Insurance costs to rise as law change means motorists and NHS fund compensation payout increase

Insurance payouts

Up to 36 million motor insurance policies could be affected and premiums for motorcyclists are likely to go up by as much as 15% within the next 28 days. The Government’s decision has been branded as “reckless” by the insurance industry.

A change to the law regarding personal injury compensation payouts means that British motorcyclists are facing increased insurance premiums.

While the system of awarding a lump sum of compensation to successful claimants remains, changes to what is known as the ‘discount rate’ will mean that the amount claimants receive from insurance companies will be greater.

The formula used to work out compensation takes into account the fact that the cash will be required to support the victims for the rest of their lives. But currently the courts rule that the final amount received is reduced by the discount rate, which is currently 2.5%, to take into account the fact that the lump sum will attract interest payments over the years.

However, with interest rates having run at a historic low for many years, Lord Chancellor Liz Truss has opted to revise this adjustment and is setting it at -0.75% from 20 March, meaning that payouts to claimants will increase.

While this is good news for the individuals who suffer serious personal injuries in motor accidents each year, the insurance industry says that the knock on effects will be felt by motorists across the country, with premiums set to rise for all in order to cover the additional cost of payouts.

Huw Evans, Director General of the Association of British Insurers (ABI)

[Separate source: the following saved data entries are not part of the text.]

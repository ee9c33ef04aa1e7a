// Portfolio view state.
// Fetched data plus the transient search, filter and selection state of the projects section.

use std::collections::HashMap;

use ratatui::widgets::ListState;

use crate::github::{Languages, Profile};
use crate::portfolio::{Project, Skill};

use super::filter::{filter_projects, filter_technologies, partition_by_demo};
use super::loading::LoadingState;

#[derive(Debug, Default)]
pub struct PortfolioState {
    pub profile: LoadingState<Profile>,
    pub projects: LoadingState<Vec<Project>>,
    pub skills: Vec<Skill>,
    pub search_query: String,
    /// Whether keystrokes go to the search box.
    pub search_active: bool,
    /// `None` shows every technology.
    pub selected_technology: Option<String>,
    pub list_state: ListState,
    /// Whether the detail overlay for the selected project is open.
    pub detail_open: bool,
    /// Language breakdowns fetched for the detail overlay, by project id.
    pub languages: HashMap<u64, LoadingState<Languages>>,
}

impl PortfolioState {
    pub fn new(skills: Vec<Skill>) -> Self {
        Self {
            skills,
            ..Self::default()
        }
    }

    /// Mark both queries as in flight.
    pub fn set_loading(&mut self) {
        self.profile = LoadingState::Loading;
        self.projects = LoadingState::Loading;
        self.detail_open = false;
        self.languages.clear();
    }

    pub fn set_profile<E: std::fmt::Display>(&mut self, result: Result<Profile, E>) {
        self.profile = LoadingState::from_result(result);
    }

    pub fn set_projects<E: std::fmt::Display>(&mut self, result: Result<Vec<Project>, E>) {
        self.projects = LoadingState::from_result(result);

        // A technology that vanished on refetch would hide every project.
        if let Some(tech) = &self.selected_technology {
            if !self.technologies().iter().any(|t| t.eq_ignore_ascii_case(tech)) {
                self.selected_technology = None;
            }
        }
        self.reset_selection();
    }

    /// Projects passing the current filters, demo projects first.
    pub fn visible_projects(&self) -> Vec<&Project> {
        let Some(projects) = self.projects.data() else {
            return Vec::new();
        };
        let filtered = filter_projects(
            projects,
            &self.search_query,
            self.selected_technology.as_deref(),
        );
        let (mut ordered, others) = partition_by_demo(&filtered);
        ordered.extend(others);
        ordered
    }

    /// Technologies offered by the filter bar.
    pub fn technologies(&self) -> Vec<String> {
        self.projects
            .data()
            .map(|projects| filter_technologies(projects))
            .unwrap_or_default()
    }

    pub fn set_selected_technology(&mut self, technology: Option<String>) {
        self.selected_technology = technology;
        self.reset_selection();
    }

    /// Step through "All" followed by each offered technology, wrapping.
    pub fn cycle_technology(&mut self, forward: bool) {
        let mut options: Vec<Option<String>> = vec![None];
        options.extend(self.technologies().into_iter().map(Some));

        let current = options
            .iter()
            .position(|o| *o == self.selected_technology)
            .unwrap_or(0);
        let next = if forward {
            (current + 1) % options.len()
        } else {
            (current + options.len() - 1) % options.len()
        };

        self.set_selected_technology(options.swap_remove(next));
    }

    pub fn set_search_query(&mut self, query: impl Into<String>) {
        self.search_query = query.into();
        self.reset_selection();
    }

    pub fn push_search_char(&mut self, c: char) {
        self.search_query.push(c);
        self.reset_selection();
    }

    pub fn pop_search_char(&mut self) {
        self.search_query.pop();
        self.reset_selection();
    }

    /// Select the next item in the list.
    pub fn select_next(&mut self) {
        let len = self.visible_projects().len();
        if len == 0 {
            return;
        }
        let i = match self.list_state.selected() {
            Some(i) if i >= len - 1 => i, // Stay at end
            Some(i) => i + 1,
            None => 0,
        };
        self.list_state.select(Some(i));
    }

    /// Select the previous item in the list.
    pub fn select_prev(&mut self) {
        if self.visible_projects().is_empty() {
            return;
        }
        let i = match self.list_state.selected() {
            Some(i) => i.saturating_sub(1),
            None => 0,
        };
        self.list_state.select(Some(i));
    }

    /// Reset selection to first item.
    pub fn reset_selection(&mut self) {
        if self.visible_projects().is_empty() {
            self.list_state.select(None);
            self.detail_open = false;
        } else {
            self.list_state.select(Some(0));
        }
    }

    pub fn selected_project(&self) -> Option<&Project> {
        let index = self.list_state.selected()?;
        self.visible_projects().get(index).copied()
    }

    pub fn set_languages<E: std::fmt::Display>(
        &mut self,
        project_id: u64,
        result: Result<Languages, E>,
    ) {
        self.languages
            .insert(project_id, LoadingState::from_result(result));
    }

    /// Open the detail overlay if something is selected.
    pub fn toggle_detail(&mut self) {
        self.detail_open = !self.detail_open && self.selected_project().is_some();
    }
}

Huw Evans, Director General of the Association of British Insurers (ABI), is unimpressed by the Government’s decision, branding it ‘reckless’ and saying that young road users could be worst hit. He said: “Cutting the discount rate to -0.75% from 2.5% is a crazy decision by Liz Truss. Claims costs will soar, making it inevitable that there will be an increase in motor and liability premiums for millions of drivers and businesses across the UK. We estimate that up to 36 million individual and business motor insurance policies could be affected in order to over-compensate a few thousand claimants a year.

“To make such a significant change to the rate using a broken formula is reckless in the extreme, and shows an utter disregard for the impact this will have on consumers, businesses and the wider operation of the insurance market.

“We have repeatedly warned the Government that this could lead to very significant price rises, with younger drivers in particular likely to find it much harder to get affordable insurance. It is also a massive own goal that lands the NHS with a likely £1billion hike in compensation bills when it needs it the least. “It is important that going forward, personal injury discount rates are set at a level that is fair to both claimants and consumers.

The Government will progress urgently with a consultation on the framework for setting future rates, and bring forward any necessary legislation at an early stage. “The industry will contribute fully to the upcoming consultation, and the Government will carefully consider all evidence and arguments submitted.

Brady Hoines - Head of Commercial, Bennetts

Speaking to BikeSocial, Brady Hoines, Head of Commercial at specialist bike insurer Bennetts, added: “The impact for consumers is that premiums for motorcyclists are likely to go up, in some areas by as much as 15%, within the next 28 days. There will be no additional charges for riders currently insured, but many are likely to see premiums go up if they are shopping around.

As a broker, we are in constant dialogue with our panel of insurance underwriters to make sure that we are getting the best deal for our customers. Prices will go up, but we will be working hard to make sure that we offer motorcyclists the best possible service and value for money.”

Hoines agreed that younger riders may find it harder to find bike insurance as a result of the discount rate change, suggesting that some insurance providers may look to ‘close their book’ to those whose profile represents an unacceptably high risk. He also reiterated that riders can help reduce their premiums by using approved security products and undertaking advanced rider training, factors which are all taken into account when calculating an insurance premium.